It was shaping up to be an eventful Sunday in Portland on May 18, 1980. I just had no idea, early that morning, how eventful it would be.
I was covering the Portland Beavers for the Oregon Journal in those days and had an afternoon game to write about, in what was then Civic Stadium.
But that wasn't what I was looking forward to on that Sunday afternoon. My son, Will, turned six on May 18 and his birthday party was scheduled to take place in the left-field bleachers at the ballpark. I was excited about seeing all those six-year-olds scrambling around the roomy bleachers having a good time.

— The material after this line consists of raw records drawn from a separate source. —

pub mod auth;
pub mod bookings;
pub mod config;
pub mod live;
pub mod models;
pub mod services;
pub mod store;
pub mod tables;
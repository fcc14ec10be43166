use serde::{Deserialize, Serialize};

#[derive(Debug, Clone, Serialize, Deserialize)]
pub struct StaffMemberRow {
    pub id: String,
    #[serde(default)]
    pub full_name: String,
    #[serde(default)]
    pub role_title: Option<String>,
    #[serde(default)]
    pub email: String,
    #[serde(default)]
    pub phone: String,
    #[serde(default)]
    pub on_duty: bool,
    #[serde(default)]
    pub created_at: Option<String>,
}
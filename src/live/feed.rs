// In-process fan-out of row-change notifications. The hub is the single
// seam between whatever produces change events (Postgres NOTIFY, the
// in-memory store's own mutations) and the table subscriptions consuming
// them.

use serde::{Deserialize, Serialize};
use sqlx::postgres::PgListener;
use sqlx::PgPool;
use std::time::Duration;
use tokio::sync::broadcast;
use tokio::task::JoinHandle;
use tracing::{debug, info, trace, warn};

use crate::config;
use crate::store::StoreError;
use crate::tables::Table;

#[derive(Debug, Clone, Copy, PartialEq, Eq, Serialize, Deserialize)]
#[serde(rename_all = "UPPERCASE")]
pub enum ChangeOp {
    Insert,
    Update,
    Delete,
}

/// One row-level change on a backend table. Carries no row data: consumers
/// refetch the full table rather than patching individual rows.
#[derive(Debug, Clone, Copy, PartialEq, Eq, Serialize, Deserialize)]
pub struct ChangeEvent {
    pub table: Table,
    pub op: ChangeOp,
}

/// Broadcast hub for change events. Cheap to clone; all clones share the
/// same underlying channel.
#[derive(Debug, Clone)]
pub struct ChangeFeedHub {
    tx: broadcast::Sender<ChangeEvent>,
}

impl ChangeFeedHub {
    pub fn new(capacity: usize) -> Self {
        let (tx, _) = broadcast::channel(capacity);
        Self { tx }
    }

    pub fn publish(&self, event: ChangeEvent) {
        if self.tx.send(event).is_err() {
            trace!(table = %event.table, "change event dropped; no active subscribers");
        }
    }

    pub fn subscribe(&self) -> broadcast::Receiver<ChangeEvent> {
        self.tx.subscribe()
    }

    pub fn receiver_count(&self) -> usize {
        self.tx.receiver_count()
    }
}

impl Default for ChangeFeedHub {
    fn default() -> Self {
        Self::new(config::config().sync.feed_buffer)
    }
}

/// NOTIFY payload emitted by the per-table triggers:
/// `{"table": "clients", "op": "INSERT"}`.
#[derive(Debug, Deserialize)]
struct NotifyPayload {
    table: String,
    op: ChangeOp,
}

/// Bridge Postgres NOTIFY traffic into the hub.
///
/// Listens on the configured channel and republishes each payload as a
/// [`ChangeEvent`]. Payloads naming tables outside the known set are logged
/// and dropped. The returned task runs until aborted; `PgListener`
/// reconnects on its own, so a connection error here only pauses the loop.
pub async fn listen_postgres(
    pool: &PgPool,
    hub: ChangeFeedHub,
) -> Result<JoinHandle<()>, StoreError> {
    let channel = config::config().sync.notify_channel.clone();
    let mut listener = PgListener::connect_with(pool).await?;
    listener.listen(&channel).await?;
    info!(%channel, "listening for row change notifications");

    Ok(tokio::spawn(async move {
        loop {
            match listener.recv().await {
                Ok(notification) => {
                    let payload = notification.payload();
                    match serde_json::from_str::<NotifyPayload>(payload) {
                        Ok(parsed) => match parsed.table.parse::<Table>() {
                            Ok(table) => {
                                debug!(table = %table, op = ?parsed.op, "row change notification");
                                hub.publish(ChangeEvent {
                                    table,
                                    op: parsed.op,
                                });
                            }
                            Err(err) => warn!(%err, "change notification for unknown table"),
                        },
                        Err(err) => warn!(%err, payload, "malformed change notification"),
                    }
                }
                Err(err) => {
                    warn!(%err, "change listener connection error; retrying");
                    tokio::time::sleep(Duration::from_secs(1)).await;
                }
            }
        }
    }))
}

#[cfg(test)]
mod tests {
    use super::*;

    #[test]
    fn payload_parses_uppercase_ops() {
        let p: NotifyPayload =
            serde_json::from_str(r#"{"table": "clients", "op": "INSERT"}"#).unwrap();
        assert_eq!(p.table, "clients");
        assert_eq!(p.op, ChangeOp::Insert);
    }

    #[tokio::test]
    async fn hub_delivers_to_subscribers() {
        let hub = ChangeFeedHub::new(8);
        let mut rx = hub.subscribe();
        hub.publish(ChangeEvent {
            table: Table::Clients,
            op: ChangeOp::Update,
        });
        let event = rx.recv().await.unwrap();
        assert_eq!(event.table, Table::Clients);
        assert_eq!(event.op, ChangeOp::Update);
    }

    #[tokio::test]
    async fn publish_without_subscribers_is_harmless() {
        let hub = ChangeFeedHub::new(8);
        hub.publish(ChangeEvent {
            table: Table::StaffMembers,
            op: ChangeOp::Delete,
        });
        assert_eq!(hub.receiver_count(), 0);
    }
}
use chrono::Utc;
use std::sync::Arc;
use tracing::info;
use uuid::Uuid;

use crate::bookings::{BookingSource, UnifiedBooking};
use crate::models::EmailNotificationRow;
use crate::store::{insert_row, StoreError, TableStore};

/// Status stamped on freshly queued notification rows.
pub const QUEUED: &str = "queued";

/// Queues booking-lifecycle e-mails as rows in `email_notifications`.
///
/// Glue only: no SMTP and no delivery here. The hosted backend's mailer
/// drains queued rows, and because queuing is an ordinary insert, any
/// dashboard subscribed to the outbox table picks the new row up through
/// the change feed.
pub struct NotificationOutbox {
    store: Arc<dyn TableStore>,
}

impl NotificationOutbox {
    pub fn new(store: Arc<dyn TableStore>) -> Self {
        Self { store }
    }

    /// Acknowledge a newly submitted booking request.
    pub async fn queue_booking_received(
        &self,
        booking: &UnifiedBooking,
    ) -> Result<EmailNotificationRow, StoreError> {
        let kind = match booking.source {
            BookingSource::MeetingRequest => "meeting request",
            BookingSource::VvipService => "VVIP service request",
        };
        let subject = format!("We have received your {kind}");
        let body = format!(
            "Dear {},\n\nYour {} has been received and is awaiting review.\n\
             Our protocol team will contact you on {}.\n",
            booking.full_name, kind, booking.phone
        );
        self.queue(&booking.email, subject, body).await
    }

    /// Tell the requester their booking moved to a new status.
    pub async fn queue_status_change(
        &self,
        booking: &UnifiedBooking,
        new_status: &str,
    ) -> Result<EmailNotificationRow, StoreError> {
        let subject = format!("Your booking is now {new_status}");
        let body = format!(
            "Dear {},\n\nThe status of your booking{} has changed from {} to {}.\n",
            booking.full_name,
            booking
                .event_date
                .as_deref()
                .map(|d| format!(" for {d}"))
                .unwrap_or_default(),
            booking.status,
            new_status
        );
        self.queue(&booking.email, subject, body).await
    }

    async fn queue(
        &self,
        recipient: &str,
        subject: String,
        body: String,
    ) -> Result<EmailNotificationRow, StoreError> {
        let row = EmailNotificationRow {
            id: Uuid::new_v4().to_string(),
            recipient: recipient.to_string(),
            subject,
            body,
            status: QUEUED.to_string(),
            created_at: Some(Utc::now().to_rfc3339()),
        };
        insert_row(self.store.as_ref(), &row).await?;
        info!(recipient, subject = %row.subject, "queued notification");
        Ok(row)
    }
}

But you know by now, that day turned dark. Literally. And of course, that game was postponed because Mount St. Helens -- which had been ominously angry since late March -- finally exploded. And I mean REALLY exploded.
It sent a plume of ash 15 miles high. The top 1,300 feet of the mountain was blown away -- gone. A lethal flow of searing hot ash and gas flowed down what was left of the mountain.
Ash turned day into night all over the Pacific Northwest and managed to hit 11 states. The direct death toll took days to figure, but the final number was set at 57.
And the aftermath was pandemic like. The ashfall was everywhere -- and dangerous. Some of the ash contained glass shards and pumice, making masks mandatory for those outside in the midst of it.
It was all over roads and cars and I recall how careful you had to be about getting it off your car because of the scratches it would cause.
Portland wasn't the hardest hit area, though. We were lucky. Winds carried most of the ash in a northeasterly direction, with Yakima and Spokane hard hit.
And there was a psychological toll, too. Nobody was quite sure what would happen next. Would Mt. Hood blow? Or of more concern to Portlanders, what about Mt. Tabor? Would there be some sort of chain reaction there, causing it to erupt?
Or did you not know that Portland is one of only six cities in the country with an extinct volcano within its city limits?
For a while, the Pacific Northwest lived with tragedy of lives and property destroyed and even longer with the worry of another eruption, either at Mount St. Helens or somewhere else.
It eventually went away, though, just as the ash did.
The Beavers took a few days off before resuming their schedule. The birthday party eventually happened, too, at home a few days later.
The 6-year-old has turned into a 46-year-old, to be celebrating tonight with Mexican food, a brownie sundae and his family, socially distancing far away, in Kentucky.
Again, though, with no baseball game to watch. And I think we both are a bit sad about that, just as we were 40 years ago.